**** Listed entries ****

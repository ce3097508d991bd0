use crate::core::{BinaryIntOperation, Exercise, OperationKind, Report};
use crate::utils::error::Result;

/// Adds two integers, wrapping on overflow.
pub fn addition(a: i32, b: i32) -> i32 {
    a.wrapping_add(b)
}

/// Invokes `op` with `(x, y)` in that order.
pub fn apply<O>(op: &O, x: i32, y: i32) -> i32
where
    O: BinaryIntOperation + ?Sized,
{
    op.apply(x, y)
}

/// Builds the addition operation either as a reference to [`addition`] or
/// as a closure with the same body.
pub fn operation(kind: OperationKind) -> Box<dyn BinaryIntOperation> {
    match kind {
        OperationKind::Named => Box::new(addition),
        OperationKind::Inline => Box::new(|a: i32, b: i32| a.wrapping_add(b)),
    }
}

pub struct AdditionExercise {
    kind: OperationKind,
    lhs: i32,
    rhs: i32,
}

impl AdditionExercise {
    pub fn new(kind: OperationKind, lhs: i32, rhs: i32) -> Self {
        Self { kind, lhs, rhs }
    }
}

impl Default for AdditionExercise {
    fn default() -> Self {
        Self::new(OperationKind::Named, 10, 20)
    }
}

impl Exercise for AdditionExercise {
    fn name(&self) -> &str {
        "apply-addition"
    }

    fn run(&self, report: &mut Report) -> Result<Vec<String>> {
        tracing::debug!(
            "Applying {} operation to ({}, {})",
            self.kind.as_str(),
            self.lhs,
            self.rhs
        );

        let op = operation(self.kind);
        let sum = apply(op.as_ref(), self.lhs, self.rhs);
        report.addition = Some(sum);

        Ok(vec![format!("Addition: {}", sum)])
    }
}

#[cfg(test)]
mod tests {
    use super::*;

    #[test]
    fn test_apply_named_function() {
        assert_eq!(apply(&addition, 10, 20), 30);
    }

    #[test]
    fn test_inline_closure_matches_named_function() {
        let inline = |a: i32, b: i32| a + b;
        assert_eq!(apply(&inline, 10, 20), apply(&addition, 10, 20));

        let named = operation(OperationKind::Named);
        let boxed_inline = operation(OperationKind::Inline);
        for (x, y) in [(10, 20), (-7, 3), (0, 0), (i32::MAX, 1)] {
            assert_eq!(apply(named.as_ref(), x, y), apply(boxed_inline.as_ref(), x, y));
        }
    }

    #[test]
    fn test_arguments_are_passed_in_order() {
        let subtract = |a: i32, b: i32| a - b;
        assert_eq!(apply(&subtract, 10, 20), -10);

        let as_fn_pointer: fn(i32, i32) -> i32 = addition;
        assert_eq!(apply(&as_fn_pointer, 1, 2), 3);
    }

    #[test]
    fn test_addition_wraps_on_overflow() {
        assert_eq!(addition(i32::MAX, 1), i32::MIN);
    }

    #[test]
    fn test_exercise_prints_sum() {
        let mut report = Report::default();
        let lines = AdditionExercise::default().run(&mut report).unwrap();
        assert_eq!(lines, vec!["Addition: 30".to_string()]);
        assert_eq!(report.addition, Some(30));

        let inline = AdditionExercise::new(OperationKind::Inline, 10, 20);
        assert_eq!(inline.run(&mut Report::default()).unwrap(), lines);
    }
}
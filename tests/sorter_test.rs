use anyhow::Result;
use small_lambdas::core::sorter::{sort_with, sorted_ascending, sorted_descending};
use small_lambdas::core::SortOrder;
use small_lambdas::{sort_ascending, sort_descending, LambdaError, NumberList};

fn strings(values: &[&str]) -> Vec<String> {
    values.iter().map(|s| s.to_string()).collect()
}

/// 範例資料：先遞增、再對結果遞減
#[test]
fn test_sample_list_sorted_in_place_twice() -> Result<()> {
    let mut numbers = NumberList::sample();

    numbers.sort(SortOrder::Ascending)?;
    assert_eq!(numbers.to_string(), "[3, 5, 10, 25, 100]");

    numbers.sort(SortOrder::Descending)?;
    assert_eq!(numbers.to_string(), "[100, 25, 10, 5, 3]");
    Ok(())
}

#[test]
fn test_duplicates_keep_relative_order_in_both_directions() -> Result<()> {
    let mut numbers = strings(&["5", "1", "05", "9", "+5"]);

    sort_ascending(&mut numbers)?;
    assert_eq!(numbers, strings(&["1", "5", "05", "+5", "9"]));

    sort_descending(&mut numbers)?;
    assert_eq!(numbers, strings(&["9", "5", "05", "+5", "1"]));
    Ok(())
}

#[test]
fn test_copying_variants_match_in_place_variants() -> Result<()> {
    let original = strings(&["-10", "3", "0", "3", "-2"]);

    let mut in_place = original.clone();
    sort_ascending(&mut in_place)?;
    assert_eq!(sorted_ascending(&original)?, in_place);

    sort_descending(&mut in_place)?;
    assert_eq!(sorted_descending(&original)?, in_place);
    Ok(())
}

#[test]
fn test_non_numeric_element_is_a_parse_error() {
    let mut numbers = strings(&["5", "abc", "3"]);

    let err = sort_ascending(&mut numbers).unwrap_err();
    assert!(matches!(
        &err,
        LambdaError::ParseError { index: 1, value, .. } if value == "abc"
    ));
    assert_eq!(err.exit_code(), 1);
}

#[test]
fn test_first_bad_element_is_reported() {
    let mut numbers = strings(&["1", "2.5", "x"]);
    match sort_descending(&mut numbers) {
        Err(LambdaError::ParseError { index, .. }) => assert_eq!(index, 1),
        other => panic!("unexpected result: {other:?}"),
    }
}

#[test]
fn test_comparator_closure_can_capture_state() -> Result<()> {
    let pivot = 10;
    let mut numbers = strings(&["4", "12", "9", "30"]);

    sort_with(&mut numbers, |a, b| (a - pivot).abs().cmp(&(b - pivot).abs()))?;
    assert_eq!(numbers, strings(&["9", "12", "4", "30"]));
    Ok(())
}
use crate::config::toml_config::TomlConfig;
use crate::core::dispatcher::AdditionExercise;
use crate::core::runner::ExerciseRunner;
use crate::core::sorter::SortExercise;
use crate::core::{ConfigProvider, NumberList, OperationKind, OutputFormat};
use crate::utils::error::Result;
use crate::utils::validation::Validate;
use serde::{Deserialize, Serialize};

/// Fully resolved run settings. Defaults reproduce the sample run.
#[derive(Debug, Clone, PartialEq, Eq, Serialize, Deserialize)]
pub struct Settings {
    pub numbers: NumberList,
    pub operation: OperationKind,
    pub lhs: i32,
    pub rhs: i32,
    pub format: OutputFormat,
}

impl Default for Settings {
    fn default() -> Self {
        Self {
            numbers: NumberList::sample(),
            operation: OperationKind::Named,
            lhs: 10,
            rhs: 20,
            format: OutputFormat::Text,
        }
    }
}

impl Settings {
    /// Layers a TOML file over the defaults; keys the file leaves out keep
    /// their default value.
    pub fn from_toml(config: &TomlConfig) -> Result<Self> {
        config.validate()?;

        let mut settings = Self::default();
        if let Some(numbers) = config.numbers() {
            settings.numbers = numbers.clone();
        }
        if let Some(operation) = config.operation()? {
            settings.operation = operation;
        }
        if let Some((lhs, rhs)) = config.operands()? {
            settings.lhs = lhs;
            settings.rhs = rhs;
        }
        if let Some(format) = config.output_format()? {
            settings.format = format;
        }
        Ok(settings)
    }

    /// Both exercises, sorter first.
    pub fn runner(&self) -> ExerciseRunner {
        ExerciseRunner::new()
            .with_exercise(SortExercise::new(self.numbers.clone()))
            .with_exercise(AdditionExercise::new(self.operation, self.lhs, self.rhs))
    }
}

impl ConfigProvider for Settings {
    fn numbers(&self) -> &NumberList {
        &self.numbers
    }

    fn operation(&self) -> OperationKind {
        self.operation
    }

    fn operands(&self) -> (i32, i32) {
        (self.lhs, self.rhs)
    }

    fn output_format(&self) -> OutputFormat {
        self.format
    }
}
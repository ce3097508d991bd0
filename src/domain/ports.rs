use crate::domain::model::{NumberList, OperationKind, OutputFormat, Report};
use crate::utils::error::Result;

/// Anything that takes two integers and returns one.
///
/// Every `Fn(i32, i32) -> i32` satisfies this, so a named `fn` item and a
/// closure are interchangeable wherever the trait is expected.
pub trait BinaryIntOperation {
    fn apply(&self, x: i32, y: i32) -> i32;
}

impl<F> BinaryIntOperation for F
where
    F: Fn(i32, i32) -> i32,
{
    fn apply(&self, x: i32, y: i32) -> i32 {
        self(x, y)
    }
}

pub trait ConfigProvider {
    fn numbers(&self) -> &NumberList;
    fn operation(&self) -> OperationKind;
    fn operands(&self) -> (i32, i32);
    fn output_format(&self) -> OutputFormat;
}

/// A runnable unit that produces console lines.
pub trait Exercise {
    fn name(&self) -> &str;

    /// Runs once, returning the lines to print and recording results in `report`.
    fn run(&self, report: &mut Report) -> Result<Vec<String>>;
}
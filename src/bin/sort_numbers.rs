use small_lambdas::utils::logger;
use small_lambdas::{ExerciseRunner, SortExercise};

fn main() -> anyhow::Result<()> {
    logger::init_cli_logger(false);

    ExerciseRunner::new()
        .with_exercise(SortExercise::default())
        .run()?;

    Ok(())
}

****
**** Listed entries ****

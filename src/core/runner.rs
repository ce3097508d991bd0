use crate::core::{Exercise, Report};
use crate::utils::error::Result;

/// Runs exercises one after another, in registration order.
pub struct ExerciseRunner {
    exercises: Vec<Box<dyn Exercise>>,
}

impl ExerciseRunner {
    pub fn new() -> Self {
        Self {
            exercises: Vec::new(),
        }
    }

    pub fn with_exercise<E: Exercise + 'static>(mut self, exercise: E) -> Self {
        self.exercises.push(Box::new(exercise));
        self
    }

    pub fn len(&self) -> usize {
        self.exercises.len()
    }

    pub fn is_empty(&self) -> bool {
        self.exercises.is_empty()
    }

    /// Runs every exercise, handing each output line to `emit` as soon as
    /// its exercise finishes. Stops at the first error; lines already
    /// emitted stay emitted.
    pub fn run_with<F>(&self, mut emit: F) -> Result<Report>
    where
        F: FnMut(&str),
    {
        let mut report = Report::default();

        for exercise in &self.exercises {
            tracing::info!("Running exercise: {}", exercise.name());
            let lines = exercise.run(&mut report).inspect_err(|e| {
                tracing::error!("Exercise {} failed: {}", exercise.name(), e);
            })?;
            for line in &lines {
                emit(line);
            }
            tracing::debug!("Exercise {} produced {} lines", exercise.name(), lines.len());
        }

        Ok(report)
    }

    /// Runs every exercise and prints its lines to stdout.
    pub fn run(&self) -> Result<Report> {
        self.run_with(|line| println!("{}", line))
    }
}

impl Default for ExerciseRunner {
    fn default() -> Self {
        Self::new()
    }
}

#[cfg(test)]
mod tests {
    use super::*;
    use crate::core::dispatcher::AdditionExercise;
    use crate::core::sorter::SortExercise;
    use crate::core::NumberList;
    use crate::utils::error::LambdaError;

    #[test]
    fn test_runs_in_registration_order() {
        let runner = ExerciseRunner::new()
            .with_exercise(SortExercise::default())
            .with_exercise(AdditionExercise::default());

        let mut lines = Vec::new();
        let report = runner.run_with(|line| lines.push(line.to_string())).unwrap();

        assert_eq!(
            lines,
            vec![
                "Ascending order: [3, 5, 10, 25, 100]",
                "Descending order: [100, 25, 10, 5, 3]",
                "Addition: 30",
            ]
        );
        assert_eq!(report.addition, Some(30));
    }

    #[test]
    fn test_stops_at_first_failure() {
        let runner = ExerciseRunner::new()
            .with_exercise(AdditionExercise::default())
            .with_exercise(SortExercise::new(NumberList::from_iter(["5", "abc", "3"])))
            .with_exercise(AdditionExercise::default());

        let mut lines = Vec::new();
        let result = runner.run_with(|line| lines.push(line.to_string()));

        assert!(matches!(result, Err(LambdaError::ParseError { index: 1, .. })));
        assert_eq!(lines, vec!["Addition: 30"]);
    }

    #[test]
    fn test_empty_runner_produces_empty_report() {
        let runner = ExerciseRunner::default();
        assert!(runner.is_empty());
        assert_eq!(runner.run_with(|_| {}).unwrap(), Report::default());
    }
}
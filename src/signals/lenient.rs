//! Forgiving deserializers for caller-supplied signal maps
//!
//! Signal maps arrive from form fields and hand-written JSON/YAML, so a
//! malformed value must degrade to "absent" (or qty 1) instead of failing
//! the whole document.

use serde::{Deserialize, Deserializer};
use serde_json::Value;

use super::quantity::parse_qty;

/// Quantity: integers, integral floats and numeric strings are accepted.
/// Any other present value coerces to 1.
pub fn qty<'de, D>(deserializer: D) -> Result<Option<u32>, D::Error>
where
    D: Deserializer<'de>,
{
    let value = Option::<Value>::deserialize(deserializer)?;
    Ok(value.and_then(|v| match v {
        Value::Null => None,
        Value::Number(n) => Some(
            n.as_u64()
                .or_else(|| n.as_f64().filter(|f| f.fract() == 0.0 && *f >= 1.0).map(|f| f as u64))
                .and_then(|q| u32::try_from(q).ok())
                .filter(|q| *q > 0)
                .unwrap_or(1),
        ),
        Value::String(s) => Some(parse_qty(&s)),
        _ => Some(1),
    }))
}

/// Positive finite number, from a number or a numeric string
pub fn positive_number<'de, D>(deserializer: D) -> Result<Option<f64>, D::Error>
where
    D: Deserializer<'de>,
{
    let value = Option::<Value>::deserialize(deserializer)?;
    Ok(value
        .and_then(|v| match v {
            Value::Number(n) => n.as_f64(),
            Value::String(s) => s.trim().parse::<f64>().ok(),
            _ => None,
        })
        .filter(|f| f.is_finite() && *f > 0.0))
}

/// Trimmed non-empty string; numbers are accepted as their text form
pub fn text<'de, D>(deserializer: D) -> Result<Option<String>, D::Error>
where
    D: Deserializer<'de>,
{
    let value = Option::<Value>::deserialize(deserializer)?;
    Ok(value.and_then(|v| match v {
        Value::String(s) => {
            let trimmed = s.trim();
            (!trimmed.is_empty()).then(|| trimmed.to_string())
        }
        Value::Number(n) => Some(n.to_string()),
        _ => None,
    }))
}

****

Task item
Find the string "values" in the data. Report each line it appears in.

Response area
fn strings(values: &[&str]) -> Vec<String> {
    values.iter().map(|s| s.to_string()).collect()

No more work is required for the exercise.